After spending 15 years in accounting, Amanda Widhalm needed a change.
“It just did not feed my soul the way I wanted it to,” she explained. “I’ve always loved animals and I finally decided that it was time to go back to school.”
But for Widhalm, college looks different than a traditional classroom. As a veterinary technology apprentice, she’s learning alongside working professionals at the Redstone Animal Hospital in Littleton, Colorado.
“My first day, I got to see absolutely everything that happens,” said Widhalm, who’s the mother to a two-year-old. “Being an apprentice allows me to be hands-on and learn everyday practical stuff that we’re going to be doing in our jobs even after we graduate.”
Being an apprentice allows me to be hands-on and learn everyday practical stuff that we’re going to be doing in our jobs even after we graduate.”
Widhalm is one of 15 students currently enrolled in Community College of Denver’s (CCD) veterinary technology apprenticeship program. Launched in August of 2020, the initiative has already trained 12 apprentices at seven clinics with more industry partnerships in the works.
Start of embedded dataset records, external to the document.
//! Re-execution verification.
//!
//! Looks up a logged step, re-sends the exact stored model, prompt, seed and
//! temperature to the backend, fingerprints the fresh output and compares it
//! with the stored output digest. The re-sent prompt must also reproduce the
//! stored prompt digest; an edited prompt never verifies. Independent of
//! pipeline state: any logged step can be checked at any time, any number of
//! times.

use std::sync::Arc;
use std::time::Instant;

use serde::Serialize;

use verisci_audit::{AuditLog, VerifyStatus};
use verisci_core::hash::{hash_str, Hash256};
use verisci_core::id::StepId;
use verisci_core::milestone::Milestone;
use verisci_infer::{CompletionRequest, InferenceClient};

use crate::error::VerifyError;
use crate::metrics::emit_span;

#[derive(Debug, Clone, Serialize)]
pub struct VerificationReport {
    pub step_id: StepId,
    pub milestone: Milestone,
    pub matched: bool,
    pub original_hash: Hash256,
    pub recomputed_hash: Hash256,
    /// Digest of the prompt that was actually re-sent.
    pub prompt_hash: Hash256,
    /// Whether `prompt_hash` equals the digest recorded with the entry.
    pub prompt_intact: bool,
    pub model: String,
    pub seed: u64,
}

impl VerificationReport {
    pub fn status(&self) -> VerifyStatus {
        if self.matched {
            VerifyStatus::Verified
        } else {
            VerifyStatus::Mismatched
        }
    }
}

#[derive(Clone)]
pub struct Verifier {
    client: Arc<dyn InferenceClient>,
}

impl Verifier {
    pub fn new(client: Arc<dyn InferenceClient>) -> Self {
        Self { client }
    }

    pub fn verify(&self, log: &AuditLog, step_id: StepId) -> Result<VerificationReport, VerifyError> {
        let entry = log.get(step_id)?;
        let prompt_hash = hash_str(&entry.prompt);
        let prompt_intact = prompt_hash == entry.prompt_hash;

        let req = CompletionRequest {
            temperature: entry.temperature,
            ..CompletionRequest::deterministic(entry.model.clone(), entry.prompt.clone(), entry.seed)
        };
        let started = Instant::now();
        let fresh = self
            .client
            .complete(&req)
            .map_err(|source| VerifyError::Backend {
                step: step_id,
                source,
            })?;
        let recomputed_hash = hash_str(&fresh);
        let matched = prompt_intact && recomputed_hash == entry.output_hash;

        let report = VerificationReport {
            step_id,
            milestone: entry.milestone,
            matched,
            original_hash: entry.output_hash,
            recomputed_hash,
            prompt_hash,
            prompt_intact,
            model: entry.model,
            seed: entry.seed,
        };
        log.mark_verified(step_id, report.status())?;

        if matched {
            tracing::info!(step = %step_id, hash = %recomputed_hash.short(), "step verified");
        } else {
            tracing::warn!(
                step = %step_id,
                milestone = %report.milestone,
                original = %report.original_hash,
                recomputed = %report.recomputed_hash,
                prompt_intact,
                "verification mismatch: re-executed step does not reproduce the recorded digests"
            );
        }
        emit_span(
            "verify",
            &[
                ("step", step_id.to_string()),
                ("matched", matched.to_string()),
                ("latency_ms", started.elapsed().as_millis().to_string()),
            ],
        );
        Ok(report)
    }

    /// Verify every entry in step order.
    pub fn verify_all(&self, log: &AuditLog) -> Result<Vec<VerificationReport>, VerifyError> {
        log.list()
            .iter()
            .map(|e| self.verify(log, e.step_id))
            .collect()
    }
}
//! The fixed call plan: which action runs in which milestone, in order.

use serde::Serialize;

use verisci_core::milestone::Milestone;

use crate::program::NUM_HYPOTHESES;
use crate::prompts::actions;

#[derive(Debug, Clone, Copy, PartialEq, Eq, Serialize)]
pub struct PlannedCall {
    /// 1-based; equals the step id the call is logged under.
    pub step: u64,
    pub milestone: Milestone,
    pub action: &'static str,
}

/// All eight calls of a successful run.
pub fn call_plan() -> Vec<PlannedCall> {
    let mut calls: Vec<(Milestone, &'static str)> = Vec::with_capacity(8);
    for _ in 0..NUM_HYPOTHESES {
        calls.push((Milestone::Ideation, actions::GENERATE_HYPOTHESIS));
    }
    calls.push((Milestone::Ideation, actions::RANK_NOVELTY));
    calls.push((Milestone::Design, actions::DESIGN_EXPERIMENT));
    calls.push((Milestone::Design, actions::GENERATE_CODE));
    calls.push((Milestone::Analysis, actions::ANALYZE_RESULTS));
    calls.push((Milestone::Writing, actions::WRITE_ABSTRACT));

    calls
        .into_iter()
        .enumerate()
        .map(|(i, (milestone, action))| PlannedCall {
            step: i as u64 + 1,
            milestone,
            action,
        })
        .collect()
}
Jennifer Gunther, CCD’s veterinary technology clinical coordinator and apprenticeship manager, helped develop the program with students like Widhalm in mind. Apprentices earn a wage while working toward their associate degree, easing the balance between work and school.
“From the day that they start their academic training, they’re also employed in the veterinary clinic. So, everything they learn, they are applying in a real-world setting,” Gunther said.
Those skills include anything from handling animals and drawing blood to administering vaccines and anesthesia, says apprentice Devin Sanders. Like Widhalm, she found the “earn and learn” model attractive as a new parent looking to break into the industry.
“It’s unique. You get to do it and study at the same time,” she said. “All the professors at CCD have been amazing.”
‘Beneficial on Both Sides’
Thanks to this hands-on experience, apprentices have excelled in their certification exams. The first two cohorts boasted 100% and 85% pass rates, respectively, well outpacing the national average of 67%.
“We’ve all worked super hard to make this program successful. Receiving recognition shows it’s paying off,” Gunther said.
CCD leaders also hope the program will make a dent in the veterinary care shortage across the state. Positions for veterinarians are expected to grow by almost 75% within the decade, according to the Colorado Talent Pipeline Report.
As a veterinarian’s “right hand,” technicians can take on more routine work in a clinic and free up doctors for complex tasks, Gunther said. The apprenticeship is also “stackable,” so students can continue their education and eventually earn a Doctor of Veterinary Medicine. One CCD apprentice is already on that path, studying at Colorado State University’s esteemed veterinary program.
These early outcomes excite Shannon Burkhalter, CCD’s veterinary technology department chair.
“I see the apprenticeship as our future,” she said. “It’s so beneficial on both sides, and we really think this is how most of our students will be learning eventually.”